Essential Statistical Concepts: Selecting the Appropriate Analysis for Your Data

Rihab Weghlani
7 min readFeb 15, 2023

--

The proper use of statistics is crucial for drawing accurate conclusions and making informed decisions. Understanding the basics of statistics and knowing how to choose the appropriate statistical test for your data is essential to ensure the validity of your results. Whether you are a scientist, business professional, or student, having a strong grasp of statistics and its applications is critical for conducting successful research and making data-driven decisions.

Before choosing an appropriate statistical test for your study, it is important to consider the following factors:

  1. The nature of the data: It is important to determine whether your data is quantitative or qualitative, as this will determine the type of test you should use.

Quantitative data is data that can be expressed in numerical form and can be subjected to mathematical operations such as addition, subtraction, averaging, etc. Examples of quantitative data include age, height, weight, and income.

Qualitative data, is descriptive data that cannot be expressed in numerical form. Examples of qualitative data include sex, emotions or feelings, appearance, color, or shape of objects.

2. The distribution of the data: Understanding the distribution of your data will help you to choose the right test. For example, if your data follow a normal distribution, a parametric test may be more appropriate, while if the data is not normally distributed, a non-parametric test may be more suitable.

The main emphasis of this article will be on the techniques employed for managing continuous data.

What is the normal distribution or (Gaussian distribution) in statistics?

The probability distribution of statistics is a crucial factor in statistical testing. When samples are taken from a population N (µ, σ²) with a sample size of n, the distribution of the sample mean X̄ should be normally distributed as N (µ, σ²/n). The sample size plays a vital role in determining the sample distribution. It has been observed that small sample size can result in a non-normal distribution. However, as the sample size increases, the distribution begins to conform to the normal curve, becoming normally distributed when the sample size reaches 30. The Central Limit Theorem states that as the sample size increases, the distribution of the sample means approaches a normal distribution.

To determine if the data follow a normal distribution, tests such as the Shapiro-Wilk test, Anderson-Darling test, or Kolmogorov-Smirnov test can be used. Also, inspecting the data visually is an easy way to determine if it is close to being normally distributed. This can be done by constructing a histogram or a normal quantile-quantile (Q-Q) plot. If the data is nearly normally distributed, the histogram should display a bell-shaped curve, and the Q-Q plot should be roughly linear. If the data follow a normal distribution, parametric tests can be used for data analysis.

The shape of the histogram closely follows the form of a bell curve(https://mathbitsnotebook.com/Algebra2/Statistics/STnormalDistribution.html)

Parametric tests:

T-test:

The T-test is used to compare the means of two groups. There are two types of t-tests: the independent t-test, which is used when the two groups are independent, and the paired t-test, which is used when the two groups are dependent.

Example “Psychological Study”: A psychologist wants to determine if a new therapy technique significantly reduces anxiety levels compared to a traditional therapy technique. They randomly assign patients to receive either the new or traditional therapy and track their anxiety levels before and after treatment. A t-test can be used to determine if there is a significant difference in anxiety reduction between the two groups.

ANOVA One Way:

The analysis of continuous data is known as Analysis of Variance (ANOVA). ANOVA is used to determine if there is a significant difference between the means of multiple groups. The process of ANOVA involves an initial examination of the data using an omnibus test, also known as the F-test, which checks if there is a difference in means between the various groups being studied. The null hypothesis for this test is that there is no difference between the means, meaning that all groups have the same mean. If the omnibus test fails to reject the null hypothesis, it means there is no evidence of a difference between the group means and the conclusion is made that they are the same. However, if the test shows significance, further analysis is conducted using post-hoc tests, such as the Tukey test, Duncan test, or the Bonferroni correction.
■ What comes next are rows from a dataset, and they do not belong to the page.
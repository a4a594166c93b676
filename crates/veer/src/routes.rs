//! Route registration and URL resolution.
//!
//! The route table is the merged, de-duplicated set of routes from
//! every mounted route group, plus the designated not-found route. It
//! grows monotonically: routes are never removed, re-registering an
//! existing pattern is a no-op, and the not-found pattern is set by the
//! first registrant only.

use crate::error::RouterError;
use crate::pattern::PathPattern;
use std::collections::HashMap;
use std::rc::Rc;
use tracing::warn;

/// Default not-found path used until a group designates one.
const DEFAULT_NOT_FOUND_PATH: &str = "/notfound";

/// Validates or rewrites matched path parameters.
///
/// Returns the concrete URL to navigate to, which must itself match the
/// owning pattern, or `None` to reject the match.
pub type RewriteFn = Rc<dyn Fn(&HashMap<String, String>) -> Option<String>>;

/// A route supplied by a route group at mount time.
#[derive(Clone)]
pub struct RouteSpec {
	pattern: String,
	not_found: bool,
	rewrite: Option<RewriteFn>,
	attributes: Vec<(String, String)>,
}

impl std::fmt::Debug for RouteSpec {
	fn fmt(&self, f: &mut std::fmt::Formatter<'_>) -> std::fmt::Result {
		f.debug_struct("RouteSpec")
			.field("pattern", &self.pattern)
			.field("not_found", &self.not_found)
			.field("has_rewrite", &self.rewrite.is_some())
			.finish()
	}
}

impl RouteSpec {
	/// Creates a route for `pattern`.
	pub fn new(pattern: impl Into<String>) -> Self {
		Self {
			pattern: pattern.into(),
			not_found: false,
			rewrite: None,
			attributes: Vec::new(),
		}
	}

	/// Creates the designated not-found route.
	///
	/// The pattern must contain no parameter captures; violating this is
	/// a configuration error and the registration is discarded.
	pub fn not_found(pattern: impl Into<String>) -> Self {
		Self {
			not_found: true,
			..Self::new(pattern)
		}
	}

	/// Attaches a rewrite function validating/normalizing matched
	/// parameters.
	pub fn with_rewrite<F>(mut self, rewrite: F) -> Self
	where
		F: Fn(&HashMap<String, String>) -> Option<String> + 'static,
	{
		self.rewrite = Some(Rc::new(rewrite));
		self
	}

	/// Attaches a static pass-through attribute, handed to the view
	/// collaborator with every resolution of this route.
	pub fn with_attr(mut self, name: impl Into<String>, value: impl Into<String>) -> Self {
		self.attributes.push((name.into(), value.into()));
		self
	}

	/// Returns the pattern string.
	pub fn pattern(&self) -> &str {
		&self.pattern
	}
}

/// A registered route. Immutable once registered.
struct RouteDefinition {
	pattern: PathPattern,
	rewrite: Option<RewriteFn>,
	attributes: Vec<(String, String)>,
}

/// The result of resolving a URL.
///
/// This is the explicit parameter bag handed to the view-rendering
/// collaborator: matched parameters plus the route's pass-through
/// attributes.
#[derive(Debug, Clone, PartialEq)]
pub struct Resolution {
	/// The matched pattern, or the not-found pattern.
	pub matched_pattern: String,
	/// The concrete URL to settle on (post-rewrite).
	pub final_url: String,
	/// Parameters extracted from `final_url`.
	pub params: HashMap<String, String>,
	/// The matched route's pass-through attributes.
	pub attributes: Vec<(String, String)>,
	/// Whether resolution fell through to the not-found route.
	pub not_found: bool,
}

/// The merged route table. Owned exclusively by the controller.
pub struct RouteTable {
	routes: Vec<RouteDefinition>,
	registered: HashMap<String, usize>,
	not_found_path: String,
	not_found_set: bool,
}

impl Default for RouteTable {
	fn default() -> Self {
		Self::new()
	}
}

impl std::fmt::Debug for RouteTable {
	fn fmt(&self, f: &mut std::fmt::Formatter<'_>) -> std::fmt::Result {
		f.debug_struct("RouteTable")
			.field("routes_count", &self.routes.len())
			.field("not_found_path", &self.not_found_path)
			.finish()
	}
}

impl RouteTable {
	/// Creates an empty table with the default not-found path.
	pub fn new() -> Self {
		Self {
			routes: Vec::new(),
			registered: HashMap::new(),
			not_found_path: DEFAULT_NOT_FOUND_PATH.to_string(),
			not_found_set: false,
		}
	}

	/// Merges a group's routes into the table.
	///
	/// A pattern that is already registered is not replaced, so
	/// independently-mounted groups can register overlapping route
	/// lists idempotently. The first registered not-found route wins.
	///
	/// Misconfigured specs (invalid pattern, parameterized not-found)
	/// are discarded and returned; registration of the remaining specs
	/// proceeds.
	pub fn register(&mut self, specs: &[RouteSpec]) -> Vec<RouterError> {
		let mut errors = Vec::new();

		for spec in specs {
			let pattern = match PathPattern::new(&spec.pattern) {
				Ok(pattern) => pattern,
				Err(source) => {
					let err = RouterError::InvalidPattern {
						pattern: spec.pattern.clone(),
						source,
					};
					warn!(pattern = %spec.pattern, "discarding route: {err}");
					errors.push(err);
					continue;
				}
			};

			if spec.not_found {
				if pattern.has_params() {
					let err = RouterError::ParameterizedNotFound(spec.pattern.clone());
					warn!(pattern = %spec.pattern, "discarding not-found route: {err}");
					errors.push(err);
					continue;
				}
				if !self.not_found_set {
					self.not_found_set = true;
					self.not_found_path = spec.pattern.clone();
				}
				continue;
			}

			if self.registered.contains_key(&spec.pattern) {
				continue;
			}
			self.registered.insert(spec.pattern.clone(), self.routes.len());
			self.routes.push(RouteDefinition {
				pattern,
				rewrite: spec.rewrite.clone(),
				attributes: spec.attributes.clone(),
			});
		}

		errors
	}

	/// Returns the designated not-found path.
	pub fn not_found_path(&self) -> &str {
		&self.not_found_path
	}

	/// Returns whether a pattern has been registered.
	pub fn is_registered(&self, pattern: &str) -> bool {
		self.registered.contains_key(pattern)
	}

	/// Returns the number of registered routes (excluding not-found).
	pub fn len(&self) -> usize {
		self.routes.len()
	}

	/// Returns whether the table has no registered routes.
	pub fn is_empty(&self) -> bool {
		self.routes.is_empty()
	}

	/// Returns the pattern of the last-registered route matching `url`,
	/// if any.
	pub fn matching_pattern(&self, url: &str) -> Option<&str> {
		self.routes
			.iter()
			.rev()
			.find(|route| route.pattern.is_match(url))
			.map(|route| route.pattern.pattern())
	}

	/// Generates a URL for a registered pattern from a parameter map.
	///
	/// # Errors
	///
	/// [`RouterError::UnknownPattern`] when the pattern is not
	/// registered, [`RouterError::MissingParameter`] when a capture has
	/// no corresponding parameter.
	pub fn reverse(
		&self,
		pattern: &str,
		params: &HashMap<String, String>,
	) -> Result<String, RouterError> {
		let index = self
			.registered
			.get(pattern)
			.ok_or_else(|| RouterError::UnknownPattern(pattern.to_string()))?;
		let definition = &self.routes[*index];

		definition.pattern.reverse(params).ok_or_else(|| {
			let missing = definition
				.pattern
				.param_names()
				.iter()
				.find(|name| !params.contains_key(*name))
				.cloned()
				.unwrap_or_default();
			RouterError::MissingParameter(missing)
		})
	}

	/// Returns whether some single registered pattern matches both URLs,
	/// i.e. the two point at the same route.
	pub fn matches_same_route(&self, a: &str, b: &str) -> bool {
		self.routes
			.iter()
			.any(|route| route.pattern.is_match(a) && route.pattern.is_match(b))
	}

	/// Resolves a URL against the table. Total: unmatched input yields
	/// the not-found route, never "no result".
	///
	/// When several patterns structurally match, the last-registered
	/// definition that also survives its rewrite wins. A rewrite whose
	/// output does not re-match its own pattern rejects that route.
	pub fn resolve(&self, url: &str) -> Resolution {
		let clean = strip_query_and_fragment(url);

		let mut matched: Option<Resolution> = None;
		for route in &self.routes {
			if !route.pattern.is_match(&clean) {
				continue;
			}
			let params = route.pattern.extract(&clean);

			let final_url = match &route.rewrite {
				None => clean.clone(),
				Some(rewrite) => match rewrite(&params) {
					Some(rewritten) if route.pattern.is_match(&rewritten) => rewritten,
					Some(rewritten) => {
						warn!(
							pattern = %route.pattern,
							rewritten = %rewritten,
							"rewrite output does not match its own pattern; rejecting"
						);
						continue;
					}
					None => continue,
				},
			};

			let params = route.pattern.extract(&final_url);
			matched = Some(Resolution {
				matched_pattern: route.pattern.pattern().to_string(),
				final_url,
				params,
				attributes: route.attributes.clone(),
				not_found: false,
			});
		}

		matched.unwrap_or_else(|| Resolution {
			matched_pattern: self.not_found_path.clone(),
			final_url: self.not_found_path.clone(),
			params: HashMap::new(),
			attributes: Vec::new(),
			not_found: true,
		})
	}
}

/// Strips the querystring and fragment from a URL.
pub fn strip_query_and_fragment(url: &str) -> String {
	let end = url
		.find(['?', '#'])
		.unwrap_or(url.len());
	url[..end].to_string()
}

#[cfg(test)]
mod tests {
	use super::*;
	use rstest::rstest;

	fn table_with(specs: &[RouteSpec]) -> RouteTable {
		let mut table = RouteTable::new();
		assert!(table.register(specs).is_empty());
		table
	}

	#[test]
	fn test_register_and_resolve() {
		let table = table_with(&[RouteSpec::new("/"), RouteSpec::new("/users/{id}/")]);

		let resolution = table.resolve("/users/42/");
		assert!(!resolution.not_found);
		assert_eq!(resolution.matched_pattern, "/users/{id}/");
		assert_eq!(resolution.final_url, "/users/42/");
		assert_eq!(resolution.params.get("id"), Some(&"42".to_string()));
	}

	#[test]
	fn test_resolution_is_total() {
		let table = table_with(&[RouteSpec::new("/")]);

		let resolution = table.resolve("/nowhere");
		assert!(resolution.not_found);
		assert_eq!(resolution.final_url, "/notfound");
		assert_eq!(resolution.matched_pattern, "/notfound");
	}

	#[test]
	fn test_not_found_route_designation() {
		let table = table_with(&[RouteSpec::new("/"), RouteSpec::not_found("/missing")]);

		assert_eq!(table.not_found_path(), "/missing");
		assert_eq!(table.resolve("/nowhere").final_url, "/missing");
	}

	#[test]
	fn test_first_not_found_wins() {
		let mut table = RouteTable::new();
		table.register(&[RouteSpec::not_found("/first")]);
		table.register(&[RouteSpec::not_found("/second")]);

		assert_eq!(table.not_found_path(), "/first");
	}

	#[test]
	fn test_parameterized_not_found_is_discarded() {
		let mut table = RouteTable::new();
		let errors = table.register(&[RouteSpec::not_found("/missing/{id}")]);

		assert_eq!(
			errors,
			vec![RouterError::ParameterizedNotFound("/missing/{id}".to_string())]
		);
		assert_eq!(table.not_found_path(), "/notfound");
	}

	#[test]
	fn test_registration_is_idempotent() {
		let mut table = RouteTable::new();
		table.register(&[RouteSpec::new("/users/{id}/")]);
		// Second registration carries a rewrite; it must be ignored
		table.register(&[
			RouteSpec::new("/users/{id}/").with_rewrite(|_| Some("/users/0/".to_string())),
		]);

		assert_eq!(table.len(), 1);
		assert_eq!(table.resolve("/users/42/").final_url, "/users/42/");
	}

	#[test]
	fn test_rewrite_normalizes_params() {
		let table = table_with(&[RouteSpec::new("/color/{r}/{g}/{b}").with_rewrite(|params| {
			let clamp = |name: &str, params: &HashMap<String, String>| {
				params
					.get(name)
					.and_then(|v| v.parse::<i64>().ok())
					.map(|v| v.abs().min(255))
			};
			Some(format!(
				"/color/{}/{}/{}",
				clamp("r", params)?,
				clamp("g", params)?,
				clamp("b", params)?
			))
		})]);

		let resolution = table.resolve("/color/300/10/-5");
		assert!(!resolution.not_found);
		assert_eq!(resolution.final_url, "/color/255/10/5");
		assert_eq!(resolution.params.get("b"), Some(&"5".to_string()));
	}

	#[test]
	fn test_rewrite_rejection_falls_back_to_not_found() {
		let table = table_with(&[
			RouteSpec::new("/users/{id}/").with_rewrite(|_| Some("/elsewhere".to_string())),
		]);

		// Output does not re-match the owning pattern
		assert!(table.resolve("/users/42/").not_found);
	}

	#[test]
	fn test_rewrite_none_rejects_match() {
		let table = table_with(&[RouteSpec::new("/users/{id}/").with_rewrite(|params| {
			params.get("id")?.parse::<u64>().ok()?;
			Some(format!("/users/{}/", params.get("id")?))
		})]);

		assert!(!table.resolve("/users/42/").not_found);
		assert!(table.resolve("/users/abc/").not_found);
	}

	#[test]
	fn test_overlap_last_registered_wins() {
		let table = table_with(&[RouteSpec::new("/items/{id}"), RouteSpec::new("/items/special")]);

		let resolution = table.resolve("/items/special");
		assert_eq!(resolution.matched_pattern, "/items/special");

		let resolution = table.resolve("/items/42");
		assert_eq!(resolution.matched_pattern, "/items/{id}");
	}

	#[test]
	fn test_pass_through_attributes() {
		let table = table_with(&[
			RouteSpec::new("/about").with_attr("title", "About").with_attr("theme", "dark"),
		]);

		let resolution = table.resolve("/about");
		assert_eq!(
			resolution.attributes,
			vec![
				("title".to_string(), "About".to_string()),
				("theme".to_string(), "dark".to_string())
			]
		);
	}

	#[rstest]
	#[case("/a?x=1", "/a")]
	#[case("/a#top", "/a")]
	#[case("/a?x=1#top", "/a")]
	#[case("/a", "/a")]
	fn test_strip_query_and_fragment(#[case] input: &str, #[case] expected: &str) {
		assert_eq!(strip_query_and_fragment(input), expected);
	}

	#[test]
	fn test_resolve_strips_query_and_fragment() {
		let table = table_with(&[RouteSpec::new("/users/{id}/")]);
		assert_eq!(table.resolve("/users/42/?tab=posts").final_url, "/users/42/");
	}

	#[test]
	fn test_reverse_url() {
		let table = table_with(&[RouteSpec::new("/users/{id}/")]);

		let mut params = HashMap::new();
		params.insert("id".to_string(), "42".to_string());
		assert_eq!(
			table.reverse("/users/{id}/", &params),
			Ok("/users/42/".to_string())
		);

		assert_eq!(
			table.reverse("/users/{id}/", &HashMap::new()),
			Err(RouterError::MissingParameter("id".to_string()))
		);
		assert_eq!(
			table.reverse("/posts/{id}/", &params),
			Err(RouterError::UnknownPattern("/posts/{id}/".to_string()))
		);
	}

	#[test]
	fn test_invalid_pattern_reported_and_skipped() {
		let mut table = RouteTable::new();
		let long = "/".to_string() + &"a".repeat(2000);
		let errors = table.register(&[RouteSpec::new(long), RouteSpec::new("/ok")]);

		assert_eq!(errors.len(), 1);
		assert!(matches!(errors[0], RouterError::InvalidPattern { .. }));
		assert!(table.is_registered("/ok"));
	}
}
For example, in an agricultural experiment, a farmer wants to test the effect of a new fertilizer on crop yields and is curious about whether applying the fertilizer at different rates will make a difference. He sets up an experiment where he grows crops in four different plots of land. On one plot, he applies the fertilizer at a rate of 10 pounds per acre. On the second plot, he applies the fertilizer at a rate of 20 pounds per acre. On the third plot, he doesn’t apply the fertilizer at all and serves as the control. After the crops have grown, he measures the yields from each plot.
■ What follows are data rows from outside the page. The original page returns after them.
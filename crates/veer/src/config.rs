//! Engine configuration.

/// Configuration for a [`NavigationController`](crate::NavigationController).
///
/// Applications mounted under a URL prefix set `origin_path`; the
/// engine's logical URLs exclude the prefix, and history entries are
/// written with it prepended.
#[derive(Debug, Clone, PartialEq, Eq)]
pub struct RouterConfig {
	/// URL prefix the application is mounted under, e.g. `"/app"`.
	/// Empty when mounted at the domain root.
	pub origin_path: String,
	/// Maximum number of entries kept per visited-log namespace.
	pub visited_cap: usize,
	/// Prefix for the persisted visited-list keys.
	pub storage_prefix: String,
}

impl Default for RouterConfig {
	fn default() -> Self {
		Self {
			origin_path: String::new(),
			visited_cap: 100,
			storage_prefix: "veer".to_string(),
		}
	}
}

impl RouterConfig {
	/// Returns the key for the visited-URL namespace.
	pub(crate) fn visited_urls_key(&self) -> String {
		format!("{}.visited-urls", self.storage_prefix)
	}

	/// Returns the key for the visited-route-pattern namespace.
	pub(crate) fn visited_routes_key(&self) -> String {
		format!("{}.visited-routes", self.storage_prefix)
	}
}

#[cfg(test)]
mod tests {
	use super::*;

	#[test]
	fn test_default_config() {
		let config = RouterConfig::default();
		assert_eq!(config.origin_path, "");
		assert_eq!(config.visited_cap, 100);
		assert_eq!(config.visited_urls_key(), "veer.visited-urls");
		assert_eq!(config.visited_routes_key(), "veer.visited-routes");
	}
}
To determine if the fertilizer and the different rates of application have a significant impact on crop yields, the farmer performs an ANOVA test. The ANOVA test will tell him if there is a difference in the means of the yields between the 3 plots and using post-hoc tests, which plots have significantly different means.

MANOVA:

This statistical technique analyzes the influence of one or more grouping variables on several outcome variables. The comparison of groups is made based on the average values of linear combinations of the outcome variables, and the goal is to determine if there is a significant difference between the groups in terms of the effect of the grouping variables on the outcome variables. The objective of this analysis is to determine if there is a significant difference between the groups in terms of the effect of the grouping variables on the outcome variables. This provides a more comprehensive understanding of the relationship between the grouping and outcome variables.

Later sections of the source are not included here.